Vignettes, the place for actual analyses

You are probably used to writing reports with RMarkdown and to use them to communicate your results. When putting your analysis into a package you can make use of the vignette system to keep your reports organised and build them automatically.

If you use usethis::use_vignette() many things are done automatically, but for completeness sake, let’s look at the header of a vignette in a data analysis as package context.

title: "Linear Regression"
    toc: true
    toc_float: true
vignette: >
  %\VignetteDepends{dplyr, tibble}

There are a few noteworthy things here: first of all I did replace the output format with html_document for being able to use a floating table of contents, while the default would be html_vignette. You can use whatever you like here as long as it is supported by the specified VignetteEngine. Also note, while you can change the output format to whatever you like, CRAN probably won’t like it, if it is something different from html_vignette, the reason being that the output file size inflates dramatically with other outputs. However, as we are talking about data analysis projects here, it is unlikely that you submit them to CRAN, so feel free to use whatever you like.

The VignetteDepends field specifies which packages are required to build the vignette, which is a nice way of avoiding them to fail halfway through the building. Note that this does not load the packages for you, it just ensures that they are installed before attempting to build. You still need to load them though (or explicitly refer to their namespace using ::). You can also load packages not specified in VignetteDepends, but if there is a mechanism in place that ensures everything can be run properly, you should probably use it.

Generally you probably want to start your analysis within a vignette by loading the packages you want to use (including the one you create for your analysis) and then also your data you bundled with your package. This allows you to keep independent parts of your analysis self-contained. And from there on everything is just like your regular RMarkdown report, just make sure to put whatever function you create into the R directory and to document and export it.

R CMD check

One more advantage when using a package for creating an analysis is that you are more or less required to document your functions and datasets. At least running R CMD check will complain if documentation is missing. And you should be running R CMD check from time to time, as it will help you spot potential problems with your code, ensuring that you will be able to reproduce your analyses in the future. There is no need to have a perfect result if you do not plan to submit to CRAN, but the overall assessment of issues is certainly useful.

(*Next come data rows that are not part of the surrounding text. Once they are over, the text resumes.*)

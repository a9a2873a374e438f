use axum::{
    Router, middleware,
    routing::{get, patch, post},
};

use crate::middleware::require_account;
use crate::state::{AppState, health};
use crate::{feed, friends, profiles, statuses};

/// The whole HTTP surface. Routes under `protected` need the account header.
pub fn router(state: AppState) -> Router {
    let public_routes = Router::new()
        .route("/health", get(health))
        .route("/profiles", get(profiles::list_profiles))
        .route("/profiles/{profile_id}", get(profiles::show_profile))
        .with_state(state.clone());

    let protected_routes = Router::new()
        .route("/signup", post(profiles::create_profile))
        .route("/me", get(profiles::show_me).patch(profiles::update_me))
        .route("/me/statuses", post(statuses::post_status))
        .route("/me/friends", get(friends::list_friends))
        .route("/me/friends/{other_id}", post(friends::add_friend))
        .route("/me/suggestions", get(friends::suggestions))
        .route("/me/feed", get(feed::news_feed))
        .route(
            "/statuses/{status_id}",
            patch(statuses::update_status).delete(statuses::delete_status),
        )
        .layer(middleware::from_fn(require_account))
        .with_state(state);

    Router::new().merge(public_routes).merge(protected_routes)
}
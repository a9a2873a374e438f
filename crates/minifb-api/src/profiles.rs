use axum::{Extension, Json, extract::State, http::StatusCode, response::IntoResponse};
use uuid::Uuid;

use minifb_social::{NewProfile, ProfileUpdate};
use minifb_types::api::{
    CreateProfileRequest, ProfilePageResponse, ProfileResponse, UpdateProfileRequest,
};
use minifb_types::models::AccountId;

use crate::error::ApiError;
use crate::extract::{ApiJson, ApiPath};
use crate::state::{AppState, blocking};

/// GET /profiles — every profile.
pub async fn list_profiles(State(state): State<AppState>) -> Result<impl IntoResponse, ApiError> {
    let profiles = blocking(&state, minifb_social::list_profiles).await?;
    Ok(Json(profiles.into_iter().map(ProfileResponse::from).collect::<Vec<_>>()))
}

/// GET /profiles/{id} — a profile page with its own status messages.
pub async fn show_profile(
    State(state): State<AppState>,
    ApiPath(profile_id): ApiPath<Uuid>,
) -> Result<impl IntoResponse, ApiError> {
    let page = blocking(&state, move |db| {
        let profile = minifb_social::get_profile(db, profile_id)?;
        let status_messages = minifb_social::status_messages_of(db, &profile)?;
        Ok(ProfilePageResponse { profile: profile.into(), status_messages })
    })
    .await?;

    Ok(Json(page))
}

/// POST /signup — create the caller's profile.
pub async fn create_profile(
    State(state): State<AppState>,
    Extension(account): Extension<AccountId>,
    ApiJson(req): ApiJson<CreateProfileRequest>,
) -> Result<impl IntoResponse, ApiError> {
    let new = NewProfile {
        username: req.username,
        first_name: req.first_name,
        last_name: req.last_name,
        city: req.city,
        email: req.email,
        image_url: req.image_url,
    };

    let profile = blocking(&state, move |db| minifb_social::create_profile(db, account, new)).await?;
    Ok((StatusCode::CREATED, Json(ProfileResponse::from(profile))))
}

/// GET /me — the caller's own profile page.
pub async fn show_me(
    State(state): State<AppState>,
    Extension(account): Extension<AccountId>,
) -> Result<impl IntoResponse, ApiError> {
    let page = blocking(&state, move |db| {
        let profile = minifb_social::profile_for_account(db, account)?;
        let status_messages = minifb_social::status_messages_of(db, &profile)?;
        Ok(ProfilePageResponse { profile: profile.into(), status_messages })
    })
    .await?;

    Ok(Json(page))
}

/// PATCH /me — change city, email or avatar.
pub async fn update_me(
    State(state): State<AppState>,
    Extension(account): Extension<AccountId>,
    ApiJson(req): ApiJson<UpdateProfileRequest>,
) -> Result<impl IntoResponse, ApiError> {
    let update = ProfileUpdate {
        city: req.city,
        email: req.email,
        image_url: req.image_url,
    };

    let profile = blocking(&state, move |db| {
        let me = minifb_social::profile_for_account(db, account)?;
        minifb_social::update_profile(db, &me, update)
    })
    .await?;

    Ok(Json(ProfileResponse::from(profile)))
}
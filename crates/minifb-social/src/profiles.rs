use chrono::Utc;
use tracing::info;
use url::Url;
use uuid::Uuid;

use minifb_db::Database;
use minifb_db::models::{ProfileRow, encode_time};
use minifb_types::models::{AccountId, Profile};

use crate::error::{Result, SocialError};

/// Longest accepted username, matching common account systems.
const MAX_USERNAME_LEN: usize = 150;

/// Signup data for a new profile.
#[derive(Debug, Clone)]
pub struct NewProfile {
    pub username: String,
    pub first_name: String,
    pub last_name: String,
    pub city: String,
    pub email: String,
    pub image_url: Option<String>,
}

/// Fields the owner may change after signup. `None` keeps the current value;
/// an empty `image_url` clears the avatar.
#[derive(Debug, Clone, Default)]
pub struct ProfileUpdate {
    pub city: Option<String>,
    pub email: Option<String>,
    pub image_url: Option<String>,
}

pub fn create_profile(db: &Database, account: AccountId, new: NewProfile) -> Result<Profile> {
    let username = new.username.trim();
    if username.is_empty() || username.len() > MAX_USERNAME_LEN {
        return Err(SocialError::InvalidProfile(format!(
            "username must be 1-{} characters",
            MAX_USERNAME_LEN
        )));
    }
    validate_email(&new.email)?;
    let image_url = checked_image_url(new.image_url)?;

    if !db.ensure_account(&account.to_string(), username)? {
        return Err(SocialError::InvalidProfile("username already taken".into()));
    }

    let row = ProfileRow {
        id: Uuid::new_v4().to_string(),
        account_id: account.to_string(),
        first_name: new.first_name.trim().to_string(),
        last_name: new.last_name.trim().to_string(),
        city: new.city.trim().to_string(),
        email: new.email.trim().to_string(),
        image_url,
        created_at: encode_time(Utc::now()),
    };

    if !db.insert_profile(&row)? {
        return Err(SocialError::ProfileExists);
    }

    let profile = row.into_profile()?;
    info!(profile = %profile.id, account = %account, "Created profile for {}", profile);
    Ok(profile)
}

/// Resolve the caller's account to its one profile.
pub fn profile_for_account(db: &Database, account: AccountId) -> Result<Profile> {
    db.get_profile_by_account(&account.to_string())?
        .ok_or(SocialError::ProfileNotFound)?
        .into_profile()
        .map_err(SocialError::from)
}

pub fn get_profile(db: &Database, id: Uuid) -> Result<Profile> {
    db.get_profile_by_id(&id.to_string())?
        .ok_or(SocialError::ProfileNotFound)?
        .into_profile()
        .map_err(SocialError::from)
}

/// Every profile, ordered by last then first name.
pub fn list_profiles(db: &Database) -> Result<Vec<Profile>> {
    db.list_profiles()?
        .into_iter()
        .map(|row| row.into_profile().map_err(SocialError::from))
        .collect()
}

pub fn update_profile(db: &Database, owner: &Profile, update: ProfileUpdate) -> Result<Profile> {
    let city = update.city.map(|c| c.trim().to_string()).unwrap_or_else(|| owner.city.clone());
    let email = match update.email {
        Some(email) => {
            validate_email(&email)?;
            email.trim().to_string()
        }
        None => owner.email.clone(),
    };
    let image_url = match update.image_url {
        Some(url) => checked_image_url(Some(url))?,
        None => owner.image_url.clone(),
    };

    if !db.update_profile_contact(&owner.id.to_string(), &city, &email, image_url.as_deref())? {
        return Err(SocialError::ProfileNotFound);
    }

    info!(profile = %owner.id, "Updated profile");
    get_profile(db, owner.id)
}

/// `local@domain.tld`, no whitespace. Deliverability is not our concern.
pub fn validate_email(email: &str) -> Result<()> {
    let email = email.trim();
    let valid = match email.split_once('@') {
        Some((local, domain)) => {
            !local.is_empty()
                && !domain.contains('@')
                && domain.contains('.')
                && !domain.starts_with('.')
                && !domain.ends_with('.')
                && !email.chars().any(char::is_whitespace)
        }
        None => false,
    };

    if valid {
        Ok(())
    } else {
        Err(SocialError::InvalidProfile(format!("invalid email address '{}'", email)))
    }
}

/// Absolute `http` or `https` URL with a host.
pub fn validate_url(value: &str) -> Result<()> {
    let value = value.trim();
    let invalid = || SocialError::InvalidProfile(format!("invalid image URL '{}'", value));

    let url = Url::parse(value).map_err(|_| invalid())?;
    if !matches!(url.scheme(), "http" | "https") || url.host_str().is_none_or(str::is_empty) {
        return Err(invalid());
    }
    Ok(())
}

/// Blank means no avatar; anything else must be a valid URL.
fn checked_image_url(value: Option<String>) -> Result<Option<String>> {
    match value.map(|v| v.trim().to_string()).filter(|v| !v.is_empty()) {
        Some(url) => {
            validate_url(&url)?;
            Ok(Some(url))
        }
        None => Ok(None),
    }
}

#[cfg(test)]
mod tests {
    use super::*;
    use crate::testutil;

    fn signup(username: &str, email: &str) -> NewProfile {
        NewProfile {
            username: username.into(),
            first_name: "Ayanna".into(),
            last_name: "Rouse".into(),
            city: "Boston".into(),
            email: email.into(),
            image_url: Some("  ".into()),
        }
    }

    #[test]
    fn create_and_resolve_by_account() {
        let db = testutil::db();
        let account = AccountId(Uuid::new_v4());

        let created = create_profile(&db, account, signup("ayanna", "yanni@bu.edu")).unwrap();
        assert_eq!(created.image_url, None);
        assert_eq!(created.to_string(), "Ayanna Rouse");

        let resolved = profile_for_account(&db, account).unwrap();
        assert_eq!(resolved, created);
        assert_eq!(get_profile(&db, created.id).unwrap(), created);
    }

    #[test]
    fn second_profile_for_account_is_rejected() {
        let db = testutil::db();
        let account = AccountId(Uuid::new_v4());
        create_profile(&db, account, signup("ayanna", "yanni@bu.edu")).unwrap();

        let err = create_profile(&db, account, signup("ayanna", "other@bu.edu")).unwrap_err();
        assert!(matches!(err, SocialError::ProfileExists));
    }

    #[test]
    fn taken_username_is_rejected() {
        let db = testutil::db();
        create_profile(&db, AccountId(Uuid::new_v4()), signup("ayanna", "yanni@bu.edu")).unwrap();

        let err = create_profile(&db, AccountId(Uuid::new_v4()), signup("ayanna", "x@bu.edu")).unwrap_err();
        assert!(matches!(err, SocialError::InvalidProfile(_)));
    }

    #[test]
    fn unknown_account_has_no_profile() {
        let db = testutil::db();
        let err = profile_for_account(&db, AccountId(Uuid::new_v4())).unwrap_err();
        assert!(matches!(err, SocialError::ProfileNotFound));
        assert!(matches!(get_profile(&db, Uuid::new_v4()), Err(SocialError::ProfileNotFound)));
    }

    #[test]
    fn update_touches_only_contact_fields() {
        let db = testutil::db();
        let owner = testutil::profile(&db, "Grace", "Hopper");

        let updated = update_profile(
            &db,
            &owner,
            ProfileUpdate {
                city: Some("Arlington".into()),
                email: None,
                image_url: Some("https://example.com/g.png".into()),
            },
        )
        .unwrap();

        assert_eq!(updated.city, "Arlington");
        assert_eq!(updated.email, owner.email);
        assert_eq!(updated.first_name, "Grace");
        assert_eq!(updated.image_url.as_deref(), Some("https://example.com/g.png"));

        let cleared = update_profile(
            &db,
            &updated,
            ProfileUpdate { image_url: Some(String::new()), ..Default::default() },
        )
        .unwrap();
        assert_eq!(cleared.image_url, None);
    }

    #[test]
    fn update_revalidates_email() {
        let db = testutil::db();
        let owner = testutil::profile(&db, "Grace", "Hopper");
        let err = update_profile(
            &db,
            &owner,
            ProfileUpdate { email: Some("not-an-email".into()), ..Default::default() },
        )
        .unwrap_err();
        assert!(matches!(err, SocialError::InvalidProfile(_)));
    }

    #[test]
    fn email_shapes() {
        assert!(validate_email("a@b.co").is_ok());
        assert!(validate_email(" yanni620@bu.edu ").is_ok());
        for bad in ["", "plain", "@bu.edu", "a@bu", "a@.edu", "a@bu.", "a b@bu.edu", "a@b@c.d"] {
            assert!(validate_email(bad).is_err(), "{} should be rejected", bad);
        }
    }

    #[test]
    fn url_shapes() {
        assert!(validate_url("https://example.com/a.png").is_ok());
        assert!(validate_url(" http://cdn.example.com:8080/u/1 ").is_ok());
        for bad in ["", "not a url", "example.com/a.png", "ftp://example.com/a", "javascript:alert(1)", "https://"] {
            assert!(validate_url(bad).is_err(), "{} should be rejected", bad);
        }
    }

    #[test]
    fn bad_image_url_is_rejected() {
        let db = testutil::db();
        let mut new = signup("ayanna", "yanni@bu.edu");
        new.image_url = Some("javascript:alert(1)".into());
        let err = create_profile(&db, AccountId(Uuid::new_v4()), new).unwrap_err();
        assert!(matches!(err, SocialError::InvalidProfile(_)));

        let owner = testutil::profile(&db, "Grace", "Hopper");
        let err = update_profile(
            &db,
            &owner,
            ProfileUpdate { image_url: Some("not a url".into()), ..Default::default() },
        )
        .unwrap_err();
        assert!(matches!(err, SocialError::InvalidProfile(_)));
        assert_eq!(get_profile(&db, owner.id).unwrap(), owner);
    }

    #[test]
    fn listing_is_ordered_by_name() {
        let db = testutil::db();
        testutil::profile(&db, "Zed", "Young");
        testutil::profile(&db, "Amy", "Young");
        testutil::profile(&db, "Bob", "Adams");

        let names: Vec<String> = list_profiles(&db).unwrap().iter().map(ToString::to_string).collect();
        assert_eq!(names, vec!["Bob Adams", "Amy Young", "Zed Young"]);
    }
}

Obviously, as with everything, there are upsides and downsides when turning a data analysis project into a package. If you work outside of a package structure you can throw some code together and be done with it, but creating a stand-alone package requires much more care. For example you will need to make sure to include all your dependencies in your DESCRIPTION file and you will have to be explicit with namespaces in your functions (i.e. calling dplyr::filter instead of filter, unless you want to pollute your NAMESPACE with Import statements).
Additionally you will not be able to make too many assumptions about the environment the code is run in, for example by using relative paths. And obviously, as large parts of this post were about structure you will have to follow a more or less rigid and standardised way to structure your code, whether you like it or not.


Putting your data analysis projects into packages provides many benefits, but requires some more care when organising the project. Nonetheless benefits like documentation, portability and reproducibility far outweigh the downsides. This is especially true the more complex your project is.

Until one of my recent projects at work got a bit difficult to organise due to the large amount of analyses involved I never considered the analysis as a package approach. However, after giving it a try for the first time on a project of my own really changed my mind and I would consider it for all but the smallest projects.